The sole reason for me buying this is because I have long admired the author, James Wallis, for his work in the games industry. I was a big fan of his old company's (Hogshead Publishing) output for Warhammer Fantasy Roleplay as well as some of the other games he put out.
The man can write innovative games, such as The Extraordinary Adventures of Baron Munchausen - a game I can boast I have the Gentleman's Version (not the commoner's Wives and Servant's Edition). Sadly not all of his projects panned out - in the twilight times of Hogshead he was going to rewrite the original ending to the award winning Enemy Within campaign until a hard disc crash destroyed his draft and probably his will to start all over again (if only Dropbox was invented 15 years ago).
I have the original ending of Enemy Within - Empire in Flames and on paper it is a relatively good scenario. It's even got a fantastic mcguffin that I think players will enjoy, a fairly epic climax and epilogue that would satisfy any player characters that has slogged through the entire Enemy Within Campaign (and trust I only got as far as finishing running Shadows over Bogenhafen with some players who all-but-mutinied against the dark, dark plot.

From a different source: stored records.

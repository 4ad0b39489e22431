// Copyright 2025 Neuraville Inc.
// SPDX-License-Identifier: Apache-2.0

//! # Frame Pipeline
//!
//! Frame-synchronous driver around [`SemanticFusionEngine`]:
//! 1. reconcile the table with the population (every frame)
//! 2. run the classifier and fuse its output (on the classifier schedule)
//! 3. smooth (when enabled, on the smoothing schedule)
//!
//! The classifier is passed as a closure so it only runs on scheduled frames.

use std::time::Instant;

use tracing::{debug, warn};

use crate::config::PipelineConfig;
use crate::engine::SemanticFusionEngine;
use crate::fusion::FusionReport;
use crate::population::ElementPopulation;
use crate::raster::ClassProbabilityRaster;
use crate::smoothing::{MeanFieldSolver, PairwiseSolver, SmoothingReport};
use crate::synchronizer::SyncReport;

/// Running pipeline statistics
#[derive(Debug, Clone, Default)]
pub struct FusionStats {
    pub total_frames: u64,
    pub fused_frames: u64,
    pub smoothing_passes: u64,
    pub total_observations: u64,
    pub slow_frames: u64,
    pub total_processing_time_us: u64,
}

impl FusionStats {
    /// Get average processing time per frame (microseconds)
    pub fn avg_processing_time_us(&self) -> f64 {
        if self.total_frames == 0 {
            0.0
        } else {
            self.total_processing_time_us as f64 / self.total_frames as f64
        }
    }

    /// Get average observations per fused frame
    pub fn avg_observations_per_fused_frame(&self) -> f64 {
        if self.fused_frames == 0 {
            0.0
        } else {
            self.total_observations as f64 / self.fused_frames as f64
        }
    }
}

/// What one frame did
#[derive(Debug, Clone)]
pub struct FrameReport {
    pub frame: u64,
    pub sync: SyncReport,
    pub fusion: Option<FusionReport>,
    pub smoothing: Option<SmoothingReport>,
    pub elapsed_us: u64,
}

/// Frame-by-frame driver
pub struct FusionPipeline<S: PairwiseSolver = MeanFieldSolver> {
    engine: SemanticFusionEngine<S>,
    config: PipelineConfig,
    frame: u64,
    stats: FusionStats,
}

impl<S: PairwiseSolver> FusionPipeline<S> {
    pub fn new(engine: SemanticFusionEngine<S>, config: PipelineConfig) -> Self {
        Self {
            engine,
            config,
            frame: 0,
            stats: FusionStats::default(),
        }
    }

    pub fn engine(&self) -> &SemanticFusionEngine<S> {
        &self.engine
    }

    pub fn engine_mut(&mut self) -> &mut SemanticFusionEngine<S> {
        &mut self.engine
    }

    pub fn config(&self) -> &PipelineConfig {
        &self.config
    }

    /// Number of the next frame to be processed
    pub fn frame_number(&self) -> u64 {
        self.frame
    }

    pub fn stats(&self) -> &FusionStats {
        &self.stats
    }

    /// Classifier schedule: every frame when `cnn_skip_frames` is 0, otherwise
    /// frame 0 and every frame whose successor is a multiple of the skip.
    pub fn should_fuse(&self, frame: u64) -> bool {
        let skip = self.config.cnn_skip_frames;
        skip == 0 || frame == 0 || (frame > 1 && (frame + 1) % skip == 0)
    }

    /// Smoothing schedule: frames divisible by `smoothing_skip_frames`
    pub fn should_smooth(&self, frame: u64) -> bool {
        self.config.smoothing_enabled
            && self.config.smoothing_skip_frames > 0
            && frame % self.config.smoothing_skip_frames == 0
    }

    /// Process one frame
    ///
    /// `classify` runs only when the classifier schedule selects this frame.
    pub fn process_frame<P, F>(&mut self, population: &mut P, classify: F) -> FrameReport
    where
        P: ElementPopulation + ?Sized,
        F: FnOnce() -> ClassProbabilityRaster,
    {
        let start = Instant::now();
        let frame = self.frame;

        let sync = self.engine.update_probability_table(&*population);

        let fusion = if self.should_fuse(frame) {
            let classifier_output = classify();
            let report = self.engine.update_probabilities(&classifier_output, population);
            self.stats.fused_frames += 1;
            self.stats.total_observations += report.observations as u64;
            Some(report)
        } else {
            None
        };

        let smoothing = if self.should_smooth(frame) {
            let iterations = self.engine.smoothing_params().iterations;
            self.stats.smoothing_passes += 1;
            Some(self.engine.crf_update(population, iterations))
        } else {
            None
        };

        let elapsed = start.elapsed();
        let elapsed_ms = elapsed.as_secs_f64() * 1000.0;
        self.stats.total_frames += 1;
        self.stats.total_processing_time_us += elapsed.as_micros() as u64;

        if elapsed_ms > self.config.frame_budget_ms {
            self.stats.slow_frames += 1;
            warn!(
                "[PIPELINE] ⚠️ Slow frame {}: {:.2}ms (budget {:.2}ms, fused={}, smoothed={})",
                frame,
                elapsed_ms,
                self.config.frame_budget_ms,
                fusion.is_some(),
                smoothing.is_some()
            );
        } else {
            debug!("[PIPELINE] frame {} processed in {:.2}ms", frame, elapsed_ms);
        }

        self.frame += 1;

        FrameReport {
            frame,
            sync,
            fusion,
            smoothing,
            elapsed_us: elapsed.as_micros() as u64,
        }
    }
}

#[cfg(test)]
mod tests {
    use super::*;
    use crate::config::FusionConfig;

    fn pipeline(config: PipelineConfig) -> FusionPipeline {
        let engine = SemanticFusionEngine::new(FusionConfig {
            num_classes: 2,
            max_components: 8,
            ..Default::default()
        })
        .unwrap();
        FusionPipeline::new(engine, config)
    }

    #[test]
    fn test_fuse_every_frame_without_skip() {
        let pipeline = pipeline(PipelineConfig::default());
        assert!((0..10).all(|frame| pipeline.should_fuse(frame)));
    }

    #[test]
    fn test_classifier_skip_schedule() {
        let pipeline = pipeline(PipelineConfig {
            cnn_skip_frames: 3,
            ..Default::default()
        });
        let fused: Vec<u64> = (0..10).filter(|&f| pipeline.should_fuse(f)).collect();
        assert_eq!(fused, vec![0, 2, 5, 8]);
    }

    #[test]
    fn test_smoothing_schedule() {
        let disabled = pipeline(PipelineConfig::default());
        assert!(!disabled.should_smooth(0));

        let enabled = pipeline(PipelineConfig {
            smoothing_enabled: true,
            smoothing_skip_frames: 4,
            ..Default::default()
        });
        let smoothed: Vec<u64> = (0..10).filter(|&f| enabled.should_smooth(f)).collect();
        assert_eq!(smoothed, vec![0, 4, 8]);
    }

    #[test]
    fn test_stats_averages() {
        let stats = FusionStats {
            total_frames: 4,
            fused_frames: 2,
            total_observations: 100,
            total_processing_time_us: 2000,
            ..Default::default()
        };
        assert_eq!(stats.avg_processing_time_us(), 500.0);
        assert_eq!(stats.avg_observations_per_fused_frame(), 50.0);
        assert_eq!(FusionStats::default().avg_processing_time_us(), 0.0);
    }
}
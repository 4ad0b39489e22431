// Copyright 2025 Neuraville Inc.
// SPDX-License-Identifier: Apache-2.0

//! Core identifiers, sentinels and numeric constants shared by every kernel

use std::fmt;

/// Class value meaning "no confident class"
pub const NO_CLASS: i32 = -1;

/// Renormalisation floor: an observation whose product mass falls to or below this is discarded
pub const FUSION_EPSILON: f32 = 1e-30;

/// Offset added before taking the log of a probability for unary energies
pub const UNARY_EPSILON: f32 = 1e-12;

/// Identifier of a map element (surfel), owned and recycled by the mapping subsystem
///
/// Live ids below the table width index their probability row directly.
/// `ElementId(0)` is reserved for "no element" in the identity raster.
#[derive(Debug, Clone, Copy, PartialEq, Eq, Hash, PartialOrd, Ord, Default)]
pub struct ElementId(pub u32);

impl ElementId {
    /// Reserved "no element" sentinel
    pub const NONE: ElementId = ElementId(0);

    #[inline]
    pub fn is_none(self) -> bool {
        self.0 == 0
    }

    /// Row index in the probability table
    #[inline]
    pub fn index(self) -> usize {
        self.0 as usize
    }

    /// True when this id refers to a live row of a table of width `table_size`
    #[inline]
    pub fn is_valid_for(self, table_size: usize) -> bool {
        self.0 > 0 && (self.0 as usize) < table_size
    }
}

impl From<u32> for ElementId {
    fn from(value: u32) -> Self {
        ElementId(value)
    }
}

impl fmt::Display for ElementId {
    fn fmt(&self, f: &mut fmt::Formatter<'_>) -> fmt::Result {
        write!(f, "#{}", self.0)
    }
}

/// Cached best class for one table row
#[derive(Debug, Clone, Copy, PartialEq)]
pub struct ClassSummary {
    /// Best class, or `NO_CLASS` when below the confidence threshold or never observed
    pub class: i32,
    /// Probability of the best class (kept even when `class` is `NO_CLASS`)
    pub probability: f32,
}

impl ClassSummary {
    /// Summary of a freshly created row
    pub const UNOBSERVED: ClassSummary = ClassSummary {
        class: NO_CLASS,
        probability: 0.0,
    };

    #[inline]
    pub fn is_confident(&self) -> bool {
        self.class != NO_CLASS
    }
}

impl Default for ClassSummary {
    fn default() -> Self {
        Self::UNOBSERVED
    }
}
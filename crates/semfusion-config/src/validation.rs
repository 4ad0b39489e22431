//! Configuration validation
//!
//! This module provides validation logic to ensure configuration values are
//! consistent and within valid ranges before the fusion engine is built.

use crate::{ConfigError, ConfigResult, SemfusionConfig};

/// Validation errors that can occur during config validation
#[derive(Debug, Clone)]
pub enum ConfigValidationError {
    MissingRequired { field: String },
    InvalidValue { field: String, reason: String },
}

impl std::fmt::Display for ConfigValidationError {
    fn fmt(&self, f: &mut std::fmt::Formatter<'_>) -> std::fmt::Result {
        match self {
            Self::MissingRequired { field } => {
                write!(f, "Missing required configuration: {}", field)
            }
            Self::InvalidValue { field, reason } => {
                write!(f, "Invalid configuration value for {}: {}", field, reason)
            }
        }
    }
}

/// Validate the complete configuration
///
/// All violations are collected and reported together.
///
/// # Errors
///
/// Returns `ConfigError::ValidationError` with details if validation fails
pub fn validate_config(config: &SemfusionConfig) -> ConfigResult<()> {
    let mut errors = Vec::new();

    validate_required_fields(config, &mut errors);
    validate_fusion(config, &mut errors);
    validate_smoothing(config, &mut errors);
    validate_export(config, &mut errors);

    if !errors.is_empty() {
        let error_messages = errors
            .iter()
            .map(|e| format!("  - {}", e))
            .collect::<Vec<_>>()
            .join("\n");

        return Err(ConfigError::ValidationError(format!(
            "Configuration validation failed:\n{}",
            error_messages
        )));
    }

    Ok(())
}

fn invalid(errors: &mut Vec<ConfigValidationError>, field: &str, reason: &str) {
    errors.push(ConfigValidationError::InvalidValue {
        field: field.to_string(),
        reason: reason.to_string(),
    });
}

fn validate_required_fields(config: &SemfusionConfig, errors: &mut Vec<ConfigValidationError>) {
    if config.system.log_level.is_empty() {
        errors.push(ConfigValidationError::MissingRequired {
            field: "system.log_level".to_string(),
        });
    }
}

fn validate_fusion(config: &SemfusionConfig, errors: &mut Vec<ConfigValidationError>) {
    let fusion = &config.fusion;

    if fusion.num_classes == 0 {
        invalid(errors, "fusion.num_classes", "must be at least 1");
    }
    // Row 0 is reserved, so a usable table needs at least one more row
    if fusion.max_components < 2 {
        invalid(errors, "fusion.max_components", "must be at least 2");
    }
    if !(0.0..=1.0).contains(&fusion.colour_threshold) {
        invalid(errors, "fusion.colour_threshold", "must be between 0.0 and 1.0");
    }
    if !(fusion.frame_budget_ms > 0.0) {
        invalid(errors, "fusion.frame_budget_ms", "must be positive");
    }
}

fn validate_smoothing(config: &SemfusionConfig, errors: &mut Vec<ConfigValidationError>) {
    let smoothing = &config.smoothing;

    if smoothing.skip_frames == 0 {
        invalid(errors, "smoothing.skip_frames", "must be at least 1");
    }
    if smoothing.iterations == 0 {
        invalid(errors, "smoothing.iterations", "must be at least 1");
    }

    let widths = [
        ("smoothing.spatial_stddev", smoothing.spatial_stddev),
        ("smoothing.bilateral_position_stddev", smoothing.bilateral_position_stddev),
        ("smoothing.bilateral_colour_stddev", smoothing.bilateral_colour_stddev),
    ];
    for (field, width) in widths {
        if !(width > 0.0) || !width.is_finite() {
            invalid(errors, field, "must be a positive, finite kernel width");
        }
    }

    let weights = [
        ("smoothing.spatial_weight", smoothing.spatial_weight),
        ("smoothing.bilateral_weight", smoothing.bilateral_weight),
    ];
    for (field, weight) in weights {
        if !(weight >= 0.0) || !weight.is_finite() {
            invalid(errors, field, "must be non-negative and finite");
        }
    }

    if !(smoothing.relaxation > 0.0 && smoothing.relaxation <= 1.0) {
        invalid(errors, "smoothing.relaxation", "must be in (0.0, 1.0]");
    }
}

fn validate_export(config: &SemfusionConfig, errors: &mut Vec<ConfigValidationError>) {
    if config.export.downsample_factor == 0 {
        invalid(errors, "export.downsample_factor", "must be at least 1");
    }
}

Wallis stated his Empire in Chaos would be even better, and given Marks of Chaos I am willing to bet it would have been a really memorable climax. I'd also be glad I was the one sat behind the screen rather than playing as his novel puts the protagonist through the ringer and then some.
The story concerns Karl Hoche, a loyal lieutenant in the Imperial Army. Now at the start this sounds like bog-standard Warhammer but Karl very quickly finds some things are amiss in his unit and is unceremoniously parcelled off to Altdorf to report his findings to the regiment heads. It all goes south and Hoche ends up joining a secret branch of the Reiksguard called the Untersuchung (German for Analyse), a spy organisation that hunts Chaos within the Empire. It is the only way to stay safe from the regiment that want him dead to preserve their honour.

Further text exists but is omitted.